Intentar traer a la actualidad el enorme legado, también cinematográfico, de García Márquez, significa revalidar los valores y aportes de películas más soñadas que sensatas, desfile que rememora lo que el escritor soñó a lo largo de muchas noches en una vida larga y feliz. Él sabía que la imagen se borra de la memoria al despertar, pero el sueño recurrente tiene la virtud de ser olvidado más allá del mismo sueño, y por eso se consagró al difícil trance de tratar de atrapar y concretar lo que está hecho de materia evanescente y escurridiza. Los lectores y los cineastas persisten en la idea de atrapar el recuerdo de estos sueños escurridizos, descarriados por los mismos desfiladeros de niebla y laberintos de desilusión que están consagrados al retorno memorioso.

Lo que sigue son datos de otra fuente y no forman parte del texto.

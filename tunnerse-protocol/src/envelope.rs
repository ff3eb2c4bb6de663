//! Proxied request/response envelopes
//!
//! One public HTTP request is delivered by the broker as a JSON
//! [`RequestEnvelope`]; the agent answers with a [`ResponseEnvelope`] whose
//! body travels base64-encoded. The `token` field correlates a response with
//! the public request it answers, since the channel is a single polling
//! connection rather than a synchronous exchange.

use crate::constants::{CONTROL_HEADER, HEALTHCHECK_CONCLUDED, REQUEST_ID_HEADER};
use crate::signal::ControlSignal;
use serde::{Deserialize, Serialize};
use std::collections::HashMap;

/// Header multimap: keys unique per name, values ordered, case preserved.
pub type Headers = HashMap<String, Vec<String>>;

/// One public HTTP request fetched from the broker.
#[derive(Debug, Clone, Serialize, Deserialize, PartialEq, Eq, Default)]
pub struct RequestEnvelope {
    pub method: String,
    pub path: String,
    #[serde(default)]
    pub headers: Headers,
    #[serde(default)]
    pub body: String,
    #[serde(default)]
    pub host: String,
    #[serde(default)]
    pub request_id: String,
    #[serde(default)]
    pub token: String,
}

impl RequestEnvelope {
    /// Inspect the reserved control header.
    ///
    /// Returns `None` for ordinary requests and for control values this
    /// agent does not recognize; unknown values must be forwarded as plain
    /// requests so new broker signals do not break older agents.
    pub fn control_signal(&self) -> Option<ControlSignal> {
        let values = self.headers.get(CONTROL_HEADER)?;
        ControlSignal::from_value(values.first()?)
    }
}

/// The agent's reply for one request, posted back to the broker.
#[derive(Debug, Clone, Serialize, Deserialize, PartialEq, Eq, Default)]
pub struct ResponseEnvelope {
    pub status_code: u16,
    pub headers: Headers,
    #[serde(with = "base64_body")]
    pub body: Vec<u8>,
    pub token: String,
}

impl ResponseEnvelope {
    /// Build a response from a forwarded local reply.
    pub fn new(status_code: u16, headers: Headers, body: Vec<u8>, token: String) -> Self {
        Self {
            status_code,
            headers,
            body,
            token,
        }
    }

    /// The `204` answer to a broker liveness probe.
    pub fn healthcheck_reply(request: &RequestEnvelope) -> Self {
        let mut headers = Headers::new();
        headers.insert(
            CONTROL_HEADER.to_string(),
            vec![HEALTHCHECK_CONCLUDED.to_string()],
        );
        Self {
            status_code: 204,
            headers,
            body: Vec::new(),
            token: request.token.clone(),
        }
    }

    /// The `503` answer sent when the local target cannot be reached, so the
    /// public caller is not left hanging.
    pub fn service_unavailable(request: &RequestEnvelope) -> Self {
        let mut headers = Headers::new();
        headers.insert(
            "Content-Type".to_string(),
            vec!["text/html; charset=utf-8".to_string()],
        );
        if !request.request_id.is_empty() {
            headers.insert(
                REQUEST_ID_HEADER.to_string(),
                vec![request.request_id.clone()],
            );
        }
        Self {
            status_code: 503,
            headers,
            body: b"service unavailable".to_vec(),
            token: request.token.clone(),
        }
    }
}

mod base64_body {
    use base64::engine::general_purpose::STANDARD;
    use base64::Engine;
    use serde::{Deserialize, Deserializer, Serializer};

    pub fn serialize<S: Serializer>(body: &[u8], serializer: S) -> Result<S::Ok, S::Error> {
        serializer.serialize_str(&STANDARD.encode(body))
    }

    pub fn deserialize<'de, D: Deserializer<'de>>(deserializer: D) -> Result<Vec<u8>, D::Error> {
        let encoded = String::deserialize(deserializer)?;
        STANDARD.decode(encoded).map_err(serde::de::Error::custom)
    }
}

JOEL DEL RÍO (La Habana, 1963) es licenciado en Geografía. Ejerce el periodismo y la crítica de arte desde 1994 en el periódico Juventud Rebelde, primero, y luego en publicaciones cubanas como El Caimán Barbudo, Revolución y Cultura, Revista Cine Cubano, Revista Temas, Cuba Contemporánea, OnCuba o Progreso Semanal, y extranjeras como Cahiers du Cinema española o Cinemas d’Amerique Latine. Trabaja como periodista en el ICAIC y en la Escuela Internacional de Cine y Televisión (EICTV), en San Antonio de los Baños, donde también ejerce como profesor de los talleres de Géneros Cinematográficos e Historia del Cine Latinoamericano. Sus últimos libros son Melodrama, tragedia y euforia. De Griffith a Von Trier, un recorrido histórico y conceptual por tres géneros cinematográficos: la pieza trágica, la comedia romántica y el melodrama (ICAIC, 2012) y El cine según García Márquez (EICTV/ICAIC, 2013).